To Have or Not to Have Children in the Age of Climate Change
Dispatches from one millennial's uterus
"You can't be honest with yourself about what you want and think about the climate crisis at the same time—you might as well plant your feet in cement," therapist Ann Davidman tells me in her airy Oakland office. A sixty-something who bills herself as a baby-decision "clarity counselor," Davidman has made a career out of using writing prompts and guided visualizations to help people like me figure out whether they want to have kids. I'm on her couch this sunny summer afternoon because, like increasing numbers of millennials and Generation Zers, I'm worried that if I procreate, I will contribute to melting ice caps, rising seas, and extreme weather. Worse, I might create brand-new victims of climate change—people who never asked to be part of this human-made mess. I've never been a hard yes or no on the baby question, and now that I'm 34, this indecision, not unlike my egg reserve, is getting old.

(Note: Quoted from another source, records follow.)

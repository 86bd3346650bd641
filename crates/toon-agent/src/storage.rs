// ============================================
// File: crates/toon-agent/src/storage.rs
// ============================================
//! # Durable Device Storage
//!
//! ## Creation Reason
//! Two things must survive a crash: the set of nonces this device has
//! ever emitted (its own no-reuse guarantee) and the audit trail of raw
//! exchanges. Both are append-only JSONL files - one JSON record per
//! line, written with an immediate flush, reloaded line-wise on open.
//!
//! ## Main Functionality
//! - [`NonceLedger`]: unique-keyed, append-only nonce set with an
//!   in-memory index
//! - [`AuditSink`]: fire-and-forget exchange recorder
//! - [`JsonlAudit`] / [`NullAudit`]: file-backed and discarding sinks
//!
//! ## ⚠️ Important Note for Next Developer
//! - `NonceLedger::record` is called BEFORE the message is sent, so a
//!   crash mid-send cannot lead a retry to reuse the nonce
//! - Ledger growth is unbounded by design; retention/rotation is an
//!   operational policy applied while the agent is stopped
//! - Audit failures must never abort protocol flow - they are warned
//!   and dropped
//!
//! ## Last Modified
//! v0.1.0 - Initial storage implementation

use std::collections::HashSet;
use std::fmt;
use std::fs::OpenOptions;
use std::io::{BufRead, BufReader, Write};
use std::path::{Path, PathBuf};

use serde::{Deserialize, Serialize};
use tracing::warn;

use toon_common::time::wire_timestamp;

// ============================================
// StorageError
// ============================================

/// Durable storage errors.
#[derive(Debug, thiserror::Error)]
pub enum StorageError {
    /// I/O error.
    #[error("Storage I/O error: {0}")]
    Io(#[from] std::io::Error),

    /// A ledger line could not be parsed.
    #[error("Corrupt ledger record: {0}")]
    Parse(#[from] serde_json::Error),
}

// ============================================
// NonceLedger
// ============================================

/// One ledger line: a nonce and when it was emitted.
#[derive(Debug, Serialize, Deserialize)]
struct NonceRecord {
    nonce: String,
    recorded_at: String,
}

/// Append-only ledger of every nonce this device has emitted.
///
/// Enforces the device's OWN non-reuse guarantee; server-side replay
/// rejection is the server's independent responsibility.
pub struct NonceLedger {
    path: PathBuf,
    seen: HashSet<String>,
}

impl NonceLedger {
    /// Opens the ledger, creating parent directories and rebuilding the
    /// in-memory index from existing records.
    ///
    /// # Errors
    /// Returns error if the file cannot be read or holds a corrupt
    /// record.
    pub fn open(path: impl AsRef<Path>) -> Result<Self, StorageError> {
        let path = path.as_ref().to_path_buf();
        if let Some(parent) = path.parent() {
            if !parent.as_os_str().is_empty() {
                std::fs::create_dir_all(parent)?;
            }
        }

        let mut seen = HashSet::new();
        if path.exists() {
            let file = std::fs::File::open(&path)?;
            for line in BufReader::new(file).lines() {
                let line = line?;
                if line.trim().is_empty() {
                    continue;
                }
                let record: NonceRecord = serde_json::from_str(&line)?;
                seen.insert(record.nonce);
            }
        }

        Ok(Self { path, seen })
    }

    /// Durably records a nonce. Insert-or-replace: recording an already
    /// present nonce is a no-op (the file stays unique-keyed).
    ///
    /// Called immediately after generating the nonce, before the
    /// message is sent.
    ///
    /// # Errors
    /// Returns error if the append cannot be written - the device must
    /// not send a message whose nonce it failed to persist.
    pub fn record(&mut self, nonce: &str) -> Result<(), StorageError> {
        if self.seen.contains(nonce) {
            return Ok(());
        }

        let record = NonceRecord {
            nonce: nonce.to_string(),
            recorded_at: wire_timestamp(),
        };
        let mut file = OpenOptions::new()
            .create(true)
            .append(true)
            .open(&self.path)?;
        serde_json::to_writer(&mut file, &record)?;
        file.write_all(b"\n")?;
        file.flush()?;

        self.seen.insert(nonce.to_string());
        Ok(())
    }

    /// Returns `true` if this device has ever emitted `nonce`.
    ///
    /// A hit for a freshly generated nonce is a correctness bug (a
    /// broken RNG), not a valid replay - nonces are generated locally
    /// and expected globally unique with overwhelming probability.
    #[must_use]
    pub fn seen(&self, nonce: &str) -> bool {
        self.seen.contains(nonce)
    }

    /// Number of recorded nonces.
    #[must_use]
    pub fn len(&self) -> usize {
        self.seen.len()
    }

    /// Returns `true` if no nonce has been recorded yet.
    #[must_use]
    pub fn is_empty(&self) -> bool {
        self.seen.is_empty()
    }
}

impl fmt::Debug for NonceLedger {
    fn fmt(&self, f: &mut fmt::Formatter<'_>) -> fmt::Result {
        f.debug_struct("NonceLedger")
            .field("path", &self.path)
            .field("recorded", &self.seen.len())
            .finish()
    }
}

// ============================================
// AuditSink
// ============================================

/// Direction of an audited exchange.
#[derive(Debug, Clone, Copy, PartialEq, Eq, Serialize, Deserialize)]
#[serde(rename_all = "lowercase")]
pub enum Direction {
    /// Device to server.
    Out,
    /// Server to device.
    In,
}

/// Fire-and-forget recorder of raw protocol exchanges.
///
/// Best effort by contract: a failing sink must never abort protocol
/// flow.
pub trait AuditSink: Send + Sync {
    /// Records one exchange: message kind, direction, raw payload text.
    fn record(&self, kind: &str, direction: Direction, raw: &str);
}

/// One audit line.
#[derive(Debug, Serialize)]
struct AuditRecord<'a> {
    ts: String,
    kind: &'a str,
    direction: Direction,
    raw: &'a str,
}

/// File-backed audit sink, one JSON record per line.
#[derive(Debug)]
pub struct JsonlAudit {
    path: PathBuf,
}

impl JsonlAudit {
    /// Opens the audit file (created on first record).
    ///
    /// # Errors
    /// Returns error if the parent directory cannot be created.
    pub fn open(path: impl AsRef<Path>) -> Result<Self, StorageError> {
        let path = path.as_ref().to_path_buf();
        if let Some(parent) = path.parent() {
            if !parent.as_os_str().is_empty() {
                std::fs::create_dir_all(parent)?;
            }
        }
        Ok(Self { path })
    }

    fn append(&self, kind: &str, direction: Direction, raw: &str) -> Result<(), StorageError> {
        let record = AuditRecord {
            ts: wire_timestamp(),
            kind,
            direction,
            raw,
        };
        let mut file = OpenOptions::new()
            .create(true)
            .append(true)
            .open(&self.path)?;
        serde_json::to_writer(&mut file, &record)?;
        file.write_all(b"\n")?;
        file.flush()?;
        Ok(())
    }
}

impl AuditSink for JsonlAudit {
    fn record(&self, kind: &str, direction: Direction, raw: &str) {
        if let Err(e) = self.append(kind, direction, raw) {
            warn!(kind, error = %e, "audit record dropped");
        }
    }
}

/// Discarding audit sink for tests.
#[derive(Debug, Default, Clone, Copy)]
pub struct NullAudit;

impl AuditSink for NullAudit {
    fn record(&self, _kind: &str, _direction: Direction, _raw: &str) {}
}

// ============================================
// Tests
// ============================================
// ============================================
// File: crates/toon-transport/src/http.rs
// ============================================
//! # HTTP Transport Implementation
//!
//! ## Creation Reason
//! Production transport over reqwest: TOON payloads travel as
//! `text/plain` bodies (or a `toon` query parameter on reads), firmware
//! artifacts stream to disk in bounded chunks.
//!
//! ## Main Logical Flow
//! 1. Client built once with a request timeout
//! 2. `post`/`get` return (status, text) for any HTTP answer - the
//!    protocol layer decides what a given status means
//! 3. `download` is stricter: only 200 is a success, anything else or a
//!    broken stream is an error
//!
//! ## ⚠️ Important Note for Next Developer
//! - The `toon` query parameter is URL-escaped by reqwest; do not
//!   pre-escape the payload
//!
//! ## Last Modified
//! v0.1.0 - Initial HTTP transport

use std::path::Path;
use std::time::Duration;

use async_trait::async_trait;
use reqwest::Client;
use tokio::fs::File;
use tokio::io::AsyncWriteExt;
use tracing::debug;

use crate::error::{Result, TransportError};
use crate::traits::Transport;

/// Default request timeout in seconds.
const DEFAULT_TIMEOUT_SECS: u64 = 30;

/// Production HTTP transport for the TOON protocol.
pub struct HttpTransport {
    base_url: String,
    user_agent: String,
    http: Client,
}

impl HttpTransport {
    /// Creates a transport against `base_url` (trailing `/` stripped).
    ///
    /// # Errors
    /// Returns error if the underlying HTTP client cannot be built.
    pub fn new(base_url: &str, user_agent: &str) -> Result<Self> {
        Self::with_timeout(base_url, user_agent, Duration::from_secs(DEFAULT_TIMEOUT_SECS))
    }

    /// Creates a transport with an explicit request timeout.
    ///
    /// # Errors
    /// Returns error if the underlying HTTP client cannot be built.
    pub fn with_timeout(base_url: &str, user_agent: &str, timeout: Duration) -> Result<Self> {
        let http = Client::builder()
            .timeout(timeout)
            .build()
            .map_err(|e| TransportError::request(format!("build HTTP client: {e}")))?;
        Ok(Self {
            base_url: base_url.trim_end_matches('/').to_string(),
            user_agent: user_agent.to_string(),
            http,
        })
    }

    fn url(&self, path: &str) -> String {
        format!("{}{}", self.base_url, path)
    }
}

#[async_trait]
impl Transport for HttpTransport {
    async fn post(&self, path: &str, body: &str) -> Result<(u16, String)> {
        let url = self.url(path);
        let response = self
            .http
            .post(&url)
            .header("Content-Type", "text/plain")
            .header("Accept", "text/plain")
            .header("User-Agent", &self.user_agent)
            .body(body.to_string())
            .send()
            .await
            .map_err(|e| TransportError::request(format!("POST {path}: {e}")))?;

        let status = response.status().as_u16();
        let text = response
            .text()
            .await
            .map_err(|e| TransportError::request(format!("read {path} response: {e}")))?;
        debug!(path, status, bytes = text.len(), "POST exchanged");
        Ok((status, text))
    }

    async fn get(&self, path: &str, query: &str) -> Result<(u16, String)> {
        let url = self.url(path);
        let response = self
            .http
            .get(&url)
            .query(&[("toon", query)])
            .header("Accept", "text/plain")
            .header("User-Agent", &self.user_agent)
            .send()
            .await
            .map_err(|e| TransportError::request(format!("GET {path}: {e}")))?;

        let status = response.status().as_u16();
        let text = response
            .text()
            .await
            .map_err(|e| TransportError::request(format!("read {path} response: {e}")))?;
        debug!(path, status, bytes = text.len(), "GET exchanged");
        Ok((status, text))
    }

    async fn download(&self, url: &str, dest: &Path) -> Result<()> {
        let mut response = self
            .http
            .get(url)
            .header("User-Agent", &self.user_agent)
            .send()
            .await
            .map_err(|e| TransportError::download(format!("GET {url}: {e}")))?;

        if response.status().as_u16() != 200 {
            return Err(TransportError::status(response.status().as_u16(), url));
        }

        let mut file = File::create(dest)
            .await
            .map_err(|e| TransportError::download(format!("create {}: {e}", dest.display())))?;

        let mut written = 0usize;
        while let Some(chunk) = response
            .chunk()
            .await
            .map_err(|e| TransportError::download(format!("stream {url}: {e}")))?
        {
            file.write_all(&chunk)
                .await
                .map_err(|e| TransportError::download(format!("write {}: {e}", dest.display())))?;
            written += chunk.len();
        }
        file.flush()
            .await
            .map_err(|e| TransportError::download(format!("flush {}: {e}", dest.display())))?;

        debug!(url, bytes = written, dest = %dest.display(), "artifact downloaded");
        Ok(())
    }
}

impl std::fmt::Debug for HttpTransport {
    fn fmt(&self, f: &mut std::fmt::Formatter<'_>) -> std::fmt::Result {
        f.debug_struct("HttpTransport")
            .field("base_url", &self.base_url)
            .finish_non_exhaustive()
    }
}

// ============================================
// Tests
// ============================================
// ============================================
// File: crates/toon-core/src/crypto/mod.rs
// ============================================
//! # Cryptographic Operations
//!
//! ## Creation Reason
//! Centralizes the device's asymmetric identity, message signing, server
//! signature verification, key persistence, and nonce generation.
//!
//! ## Main Functionality
//! - [`identity`]: `DeviceKeyPair`, `ServerPublicKey`, sign/verify
//! - [`keystore`]: atomic load-or-create key persistence
//! - [`generate_nonce`]: 128-bit hex freshness tokens
//!
//! ## ⚠️ Important Note for Next Developer
//! - ALL cryptographic code uses audited dalek/RustCrypto implementations
//! - NEVER implement custom crypto primitives
//!
//! ## Last Modified
//! v0.1.0 - Initial crypto module

mod identity;
mod keystore;

pub use identity::{verify_with_public_b64, DeviceKeyPair, ServerPublicKey};
pub use keystore::load_or_create;

use rand::rngs::OsRng;
use rand::RngCore;

use crate::token::{keys, TokenMap};

/// Ed25519 public key size in bytes.
pub const ED25519_PUBLIC_KEY_SIZE: usize = 32;

/// Ed25519 signature size in bytes.
pub const ED25519_SIGNATURE_SIZE: usize = 64;

/// Nonce size in bytes (128-bit freshness tokens).
pub const NONCE_SIZE: usize = 16;

/// Generates a fresh anti-replay nonce: 16 random bytes, lowercase hex.
///
/// One is generated per signed outbound message, independent of message
/// type, using the OS random number generator.
#[must_use]
pub fn generate_nonce() -> String {
    let mut bytes = [0u8; NONCE_SIZE];
    OsRng.fill_bytes(&mut bytes);
    hex::encode(bytes)
}

/// Signs a token mapping in place: computes the device signature over
/// the canonical form and inserts it as the `SIG1` token.
///
/// The canonical form excludes signature-bearing tokens, so re-signing
/// an already-signed mapping produces the same signature input.
pub fn sign_tokens(keypair: &DeviceKeyPair, tokens: &mut TokenMap) {
    let signature = keypair.sign_b64(&tokens.canonical_bytes());
    tokens.insert(keys::DEVICE_SIG, signature);
}

// ============================================
// Tests
// ============================================

#[cfg(test)]
mod tests {
    use super::*;

    #[test]
    fn test_nonce_shape() {
        let nonce = generate_nonce();
        assert_eq!(nonce.len(), NONCE_SIZE * 2);
        assert!(nonce.chars().all(|c| c.is_ascii_hexdigit()));
    }

    #[test]
    fn test_nonce_uniqueness() {
        // 128-bit random values; any collision here is a broken RNG.
        let mut seen = std::collections::HashSet::new();
        for _ in 0..1000 {
            assert!(seen.insert(generate_nonce()));
        }
    }

    #[test]
    fn test_sign_tokens_inserts_sig1() {
        let keypair = DeviceKeyPair::generate();
        let mut tokens = TokenMap::new();
        tokens.insert("D1", "dev");
        tokens.insert("TS", "2026-08-06T12:00:00.000Z");

        sign_tokens(&keypair, &mut tokens);
        let sig = tokens.get("SIG1").expect("signature token").to_string();

        assert!(verify_with_public_b64(
            &keypair.public_key_b64(),
            &tokens.canonical_bytes(),
            &sig,
        ));
    }

    #[test]
    fn test_resigning_is_stable_input() {
        // SIG1 is excluded from canonical form, so signing twice covers
        // the same bytes.
        let keypair = DeviceKeyPair::generate();
        let mut tokens = TokenMap::new();
        tokens.insert("D1", "dev");

        sign_tokens(&keypair, &mut tokens);
        let first = tokens.get("SIG1").unwrap().to_string();
        sign_tokens(&keypair, &mut tokens);
        let second = tokens.get("SIG1").unwrap().to_string();
        assert_eq!(first, second);
    }
}
// ============================================
// File: crates/toon-agent/src/telemetry.rs
// ============================================
//! # Telemetry Provider
//!
//! ## Creation Reason
//! Heartbeats carry health metrics, but metric collection is
//! platform glue, not protocol logic. This interface keeps the signing
//! path deterministic: a provider must NEVER fail - on measurement
//! failure it returns a documented default instead.
//!
//! ## Main Functionality
//! - [`TelemetryProvider`]: the collaborator interface
//! - [`SystemTelemetry`]: Linux /proc and /sys readers with fallbacks
//! - [`StaticTelemetry`]: fixed values for tests and simulators
//!
//! ## Documented Defaults
//! | metric          | failure default |
//! |-----------------|-----------------|
//! | uptime          | 0 seconds       |
//! | memory used     | 0 MB            |
//! | CPU temperature | 0.0 °C          |
//! | last boot       | current time    |
//! | network status  | ONLINE          |
//!
//! ## Last Modified
//! v0.1.0 - Initial telemetry provider

use std::fmt;

use toon_common::time::{iso_from_unix, unix_timestamp};

// ============================================
// NetworkStatus
// ============================================

/// Network link state as reported in heartbeats.
#[derive(Debug, Clone, Copy, PartialEq, Eq)]
pub enum NetworkStatus {
    /// At least one non-loopback interface is up.
    Online,
    /// No interface is up.
    Offline,
}

impl NetworkStatus {
    /// Wire token value.
    #[must_use]
    pub const fn as_str(self) -> &'static str {
        match self {
            Self::Online => "ONLINE",
            Self::Offline => "OFFLINE",
        }
    }
}

impl fmt::Display for NetworkStatus {
    fn fmt(&self, f: &mut fmt::Formatter<'_>) -> fmt::Result {
        f.write_str(self.as_str())
    }
}

// ============================================
// TelemetryProvider
// ============================================

/// Health metric collaborator consumed by the protocol client.
///
/// Implementations must never panic or block for long; every method
/// resolves to a value, falling back to the documented default on
/// measurement failure. Failures here must not propagate into the
/// signing path.
pub trait TelemetryProvider: Send + Sync {
    /// Seconds since boot (default 0).
    fn uptime_seconds(&self) -> u64;

    /// Memory in use, MB (default 0).
    fn memory_used_mb(&self) -> u64;

    /// CPU temperature in °C, one-decimal precision (default 0.0).
    fn cpu_temperature_c(&self) -> f64;

    /// Last boot time, ISO-8601 UTC (default: current time).
    fn last_boot_iso(&self) -> String;

    /// Network link state (default ONLINE).
    fn network_status(&self) -> NetworkStatus;
}

// ============================================
// SystemTelemetry
// ============================================

/// Reads metrics from the running system.
///
/// Linux sources: `/proc/uptime`, `/proc/meminfo`,
/// `/sys/class/thermal/thermal_zone0/temp`,
/// `/sys/class/net/<if>/operstate`. Non-Linux builds return the
/// documented defaults for everything.
#[derive(Debug, Default, Clone, Copy)]
pub struct SystemTelemetry;

impl SystemTelemetry {
    /// Creates a system telemetry reader.
    #[must_use]
    pub const fn new() -> Self {
        Self
    }
}

impl TelemetryProvider for SystemTelemetry {
    fn uptime_seconds(&self) -> u64 {
        #[cfg(target_os = "linux")]
        {
            std::fs::read_to_string("/proc/uptime")
                .ok()
                .and_then(|content| {
                    content
                        .split_whitespace()
                        .next()?
                        .parse::<f64>()
                        .ok()
                })
                .map_or(0, |secs| secs as u64)
        }
        #[cfg(not(target_os = "linux"))]
        {
            0
        }
    }

    fn memory_used_mb(&self) -> u64 {
        #[cfg(target_os = "linux")]
        {
            std::fs::read_to_string("/proc/meminfo")
                .ok()
                .and_then(|content| {
                    let mut total = 0u64;
                    let mut avail = 0u64;
                    for line in content.lines() {
                        if line.starts_with("MemTotal:") {
                            total = line.split_whitespace().nth(1)?.parse().ok()?;
                        } else if line.starts_with("MemAvailable:") {
                            avail = line.split_whitespace().nth(1)?.parse().ok()?;
                        }
                    }
                    Some(total.saturating_sub(avail) / 1024)
                })
                .unwrap_or(0)
        }
        #[cfg(not(target_os = "linux"))]
        {
            0
        }
    }

    fn cpu_temperature_c(&self) -> f64 {
        #[cfg(target_os = "linux")]
        {
            // Millidegrees on most boards (Pi included).
            std::fs::read_to_string("/sys/class/thermal/thermal_zone0/temp")
                .ok()
                .and_then(|content| content.trim().parse::<i64>().ok())
                .map_or(0.0, |milli| (milli as f64 / 100.0).round() / 10.0)
        }
        #[cfg(not(target_os = "linux"))]
        {
            0.0
        }
    }

    fn last_boot_iso(&self) -> String {
        let uptime = self.uptime_seconds();
        if uptime == 0 {
            return iso_from_unix(unix_timestamp());
        }
        iso_from_unix(unix_timestamp() - uptime as i64)
    }

    fn network_status(&self) -> NetworkStatus {
        #[cfg(target_os = "linux")]
        {
            let Ok(entries) = std::fs::read_dir("/sys/class/net") else {
                return NetworkStatus::Online;
            };
            let mut saw_interface = false;
            for entry in entries.flatten() {
                if entry.file_name() == "lo" {
                    continue;
                }
                saw_interface = true;
                let operstate = entry.path().join("operstate");
                if let Ok(state) = std::fs::read_to_string(operstate) {
                    if state.trim() == "up" {
                        return NetworkStatus::Online;
                    }
                }
            }
            if saw_interface {
                NetworkStatus::Offline
            } else {
                NetworkStatus::Online
            }
        }
        #[cfg(not(target_os = "linux"))]
        {
            NetworkStatus::Online
        }
    }
}

// ============================================
// StaticTelemetry
// ============================================

/// Fixed-value provider for tests and fleet simulation.
#[derive(Debug, Clone)]
pub struct StaticTelemetry {
    /// Reported uptime, seconds.
    pub uptime_secs: u64,
    /// Reported memory use, MB.
    pub memory_mb: u64,
    /// Reported CPU temperature, °C.
    pub cpu_temp_c: f64,
    /// Reported last boot, ISO-8601 UTC.
    pub last_boot: String,
    /// Reported link state.
    pub network: NetworkStatus,
}

impl Default for StaticTelemetry {
    fn default() -> Self {
        Self {
            uptime_secs: 86_400,
            memory_mb: 412,
            cpu_temp_c: 47.5,
            last_boot: "2026-08-05T12:00:00Z".to_string(),
            network: NetworkStatus::Online,
        }
    }
}

impl TelemetryProvider for StaticTelemetry {
    fn uptime_seconds(&self) -> u64 {
        self.uptime_secs
    }

    fn memory_used_mb(&self) -> u64 {
        self.memory_mb
    }

    fn cpu_temperature_c(&self) -> f64 {
        self.cpu_temp_c
    }

    fn last_boot_iso(&self) -> String {
        self.last_boot.clone()
    }

    fn network_status(&self) -> NetworkStatus {
        self.network
    }
}

// ============================================
// Tests
// ============================================

#[cfg(test)]
mod tests {
    use super::*;

    #[test]
    fn test_system_telemetry_never_panics() {
        // Whatever the host looks like, every metric must resolve.
        let telemetry = SystemTelemetry::new();
        let _ = telemetry.uptime_seconds();
        let _ = telemetry.memory_used_mb();
        let temp = telemetry.cpu_temperature_c();
        assert!(temp.is_finite());
        let boot = telemetry.last_boot_iso();
        assert!(boot.ends_with('Z'));
        let _ = telemetry.network_status();
    }

    #[test]
    fn test_network_status_tokens() {
        assert_eq!(NetworkStatus::Online.as_str(), "ONLINE");
        assert_eq!(NetworkStatus::Offline.as_str(), "OFFLINE");
    }

    #[test]
    fn test_static_telemetry() {
        let telemetry = StaticTelemetry::default();
        assert_eq!(telemetry.uptime_seconds(), 86_400);
        assert_eq!(telemetry.network_status(), NetworkStatus::Online);
        assert_eq!(telemetry.last_boot_iso(), "2026-08-05T12:00:00Z");
    }
}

Complicating factors abound: I recently found myself single after ending a nearly decade-long relationship. For me, being back in the dating pool means spending long days at my day job chronicling all the planetary destruction, then going out afterward to meet dudes—potential fathers of the consumption machines I'm increasingly terrified to have—for drinks or hikes, during which I do my best to come off as a chill, carefree person who might be fun to reproduce with, and soon. I need all the help this silver-haired clarity counselor can give me.
"This decision process is about figuring out what you want from the inside out, rather than in reaction to anything," Davidman says. She cites cultural myths and misconceptions about having and not having children—for instance, that procreation guarantees someone will care for you as you age, that child-free life is all vacations and passion projects, and that if you're so smart and conscientious, then it might very well be your kid who finally solves the climate crisis.

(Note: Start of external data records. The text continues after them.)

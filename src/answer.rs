use std::collections::HashMap;
use std::fmt;

use crate::position::Position;

/// A full labeled solution grid plus the placement chosen for every block.
///
/// `Answer` owns its label array and placement map outright; cell labels
/// are stored row-major (`y * width + x`), `0` meaning "no line".
#[derive(Debug, Clone)]
pub struct Answer {
    width: usize,
    height: usize,
    labels: Vec<i32>,
    block_pos: HashMap<u32, Position>,
}

impl Answer {
    pub fn new(width: usize, height: usize) -> Self {
        Answer { width, height, labels: vec![0; width * height], block_pos: HashMap::new() }
    }

    pub fn width(&self) -> usize {
        self.width
    }

    pub fn height(&self) -> usize {
        self.height
    }

    /// The line label at `pos` (`0` if unlabeled).
    pub fn label(&self, pos: Position) -> i32 {
        self.labels[self.index(pos)]
    }

    /// Convenience overload of [`Self::label`] taking raw coordinates
    /// (the reference implementation's `Answer.label(*args)` collapsed to
    /// two concrete methods instead of a variadic one).
    pub fn label_xy(&self, x: usize, y: usize) -> i32 {
        self.label(Position::from_xy(x, y))
    }

    pub fn set_label(&mut self, pos: Position, label: i32) {
        let index = self.index(pos);
        self.labels[index] = label;
    }

    /// The top-left placement of `block_id`; panics if it was never set.
    pub fn block_pos(&self, block_id: u32) -> Position {
        self.block_pos[&block_id]
    }

    pub fn set_block_pos(&mut self, block_id: u32, pos: Position) {
        assert!(pos.is_in_range(self.width, self.height), "placement {pos} out of range");
        self.block_pos.insert(block_id, pos);
    }

    /// Block ids in ascending order, alongside their placement.
    pub fn block_positions(&self) -> impl Iterator<Item = (u32, Position)> + '_ {
        let mut ids: Vec<u32> = self.block_pos.keys().copied().collect();
        ids.sort_unstable();
        ids.into_iter().map(move |id| (id, self.block_pos[&id]))
    }

    fn index(&self, pos: Position) -> usize {
        assert!(pos.is_in_range(self.width, self.height), "position {pos} out of range");
        pos.y as usize * self.width + pos.x as usize
    }
}

impl fmt::Display for Answer {
    fn fmt(&self, f: &mut fmt::Formatter<'_>) -> fmt::Result {
        writeln!(f, "SIZE {}X{}", self.width, self.height)?;
        for y in 0..self.height {
            for x in 0..self.width {
                if x > 0 {
                    write!(f, ",")?;
                }
                write!(f, "{:2}", self.label_xy(x, y))?;
            }
            writeln!(f)?;
        }
        for (block_id, pos) in self.block_positions() {
            writeln!(f, "BLOCK#{block_id} @{pos}")?;
        }
        Ok(())
    }
}

#[cfg(test)]
mod tests {
    use super::*;

    #[test]
    fn labels_default_to_zero_and_round_trip() {
        let mut ans = Answer::new(3, 1);
        assert_eq!(ans.label_xy(1, 0), 0);
        ans.set_label(Position::new(1, 0), 1);
        assert_eq!(ans.label_xy(1, 0), 1);
    }

    #[test]
    fn minimal_routing_s6() {
        // Two 1x1 blocks labeled 1 at columns 0 and 2 of a 3x1 board; the
        // middle cell is routed with label 1.
        let mut ans = Answer::new(3, 1);
        ans.set_block_pos(1, Position::new(0, 0));
        ans.set_block_pos(2, Position::new(2, 0));
        for x in 0..3 {
            ans.set_label(Position::new(x, 0), 1);
        }
        assert_eq!(ans.to_string(), "SIZE 3X1\n 1, 1, 1\nBLOCK#1 @(0,0)\nBLOCK#2 @(2,0)\n");
    }

    #[test]
    #[should_panic]
    fn set_block_pos_out_of_range_panics() {
        let mut ans = Answer::new(2, 2);
        ans.set_block_pos(1, Position::new(5, 5));
    }
}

I first heard the phrase global warming in 1992, when my second-grade teacher in suburban Chicago solemnly predicted that Atlantic waters would rise above the spires of Disney World's Cinderella Castle within my lifetime. I came home and sobbed to my parents about it. But throughout the subsequent years I spent going to college, planning a career, and starting relationships, it didn't occur to me that the climate's tipping point might present itself during my own ovarian prime time. Before becoming an environmental journalist, I was only vaguely aware of how climate change worked. Upon the release of the sequel to Al Gore's An Inconvenient Truth, I had to shamefully admit to my coworkers that I'd never seen the original. Thanks to the election of President Donald Trump and the horrifying spate of hurricanes and wildfires in recent years, however, it's become impossible to ignore the fact that things are looking increasingly grim for my generation's offspring.

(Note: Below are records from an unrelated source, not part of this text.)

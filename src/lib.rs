//! Placement-and-routing puzzle solver: places polyomino blocks with
//! labeled terminal cells onto a board, routes a simple path between
//! every pair of matching terminals, and emits the labeled solution grid.
//!
//! The puzzle is reduced to a Boolean satisfiability instance ([`encoder`])
//! and handed to an external SAT solver binary ([`sat_driver`]); a
//! satisfying model is decoded back into an [`answer::Answer`].

pub mod answer;
pub mod block;
pub mod encoder;
pub mod parser;
pub mod position;
pub mod problem;
pub mod sat_driver;
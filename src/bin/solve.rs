use std::path::PathBuf;

use adc2019_solver::encoder::Encoder;
use adc2019_solver::parser;
use adc2019_solver::sat_driver::SatDriver;
use anyhow::{Context, Result};
use clap::Parser;
use log::info;

/// Solves an ADC2019-style placement-and-routing puzzle via an external
/// SAT solver binary.
#[derive(Parser)]
#[command(author, version, about, long_about = None)]
struct Cli {
    /// Path to the problem file
    problem: PathBuf,
    /// Board width to solve for
    width: usize,
    /// Board height to solve for
    height: usize,
    /// Path to the external SAT solver binary (reads/writes DIMACS files)
    satprog: PathBuf,
}

fn main() -> Result<()> {
    env_logger::init();
    let cli = Cli::parse();

    let text = std::fs::read_to_string(&cli.problem)
        .with_context(|| format!("reading problem file {}", cli.problem.display()))?;
    let problem = parser::read_problem(&text)
        .map_err(|errors| anyhow::anyhow!("{} error(s) in {}", errors.len(), cli.problem.display()))?;

    info!(
        "solving {} block(s) on a {}x{} board via {}",
        problem.block_num(),
        cli.width,
        cli.height,
        cli.satprog.display()
    );

    let mut encoder = Encoder::new(&problem, cli.width, cli.height);
    let mut driver = SatDriver::new();
    encoder.gen_placement_constraint(&mut driver);
    encoder.gen_routing_constraint(&mut driver);

    info!("encoded {} variable(s), {} clause(s)", driver.num_vars(), driver.num_clauses());

    match driver.solve(&cli.satprog).context("running the SAT solver")? {
        Some(model) => {
            let answer = encoder.get_answer(&model);
            print!("{answer}");
        }
        None => println!("UNSAT"),
    }

    Ok(())
}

The October 2018 bombshell report from the UN's Intergovernmental Panel on Climate Change, with its dire warning that we have some 11 years to make the huge systemic changes necessary to save ourselves from ecological destruction, only compounded my reproductive anxiety. The UN's assessment in May predicting an "unprecedented" and "accelerating" decline in global biodiversity—alerting us all that more than a million animal and plant species are on track to go extinct within the next few decades—didn't help the existential spiral. How could I look my hypothetical child in the eye and acknowledge that I willingly brought them into a chaotic, increasingly uninhabitable world, that I knew all their favorite picture-book animals were going extinct?
A millennial journalist with a long professional and personal bucket list, I can picture myself living a fulfilled existence without procreating, and I respect that there are plenty of ways to parent without making children myself. And yet, I'm not immune to the biological imperative that's kept humankind going for 200,000-plus years. Moreover, I like kids. I grew up in a large, boisterous family and to some extent absorbed the notion that I'd someday replicate such a unit. So I'm feeling an acute sense of urgency. We've got about as much time to ward off unlivable heat, flooding, famine, warfare, and human displacement as my reproductive system has, statistically, to make a baby.
"You can have children and work toward reversing climate change; you could not have them and make the planet a better or a worse place," Davidman points out toward the end of our session. Then she gives me an assignment from her workbook, Motherhood: Is It for Me? (coauthored with therapist Denise L. Carlini). I'm supposed to write down all the fears I associate with having children.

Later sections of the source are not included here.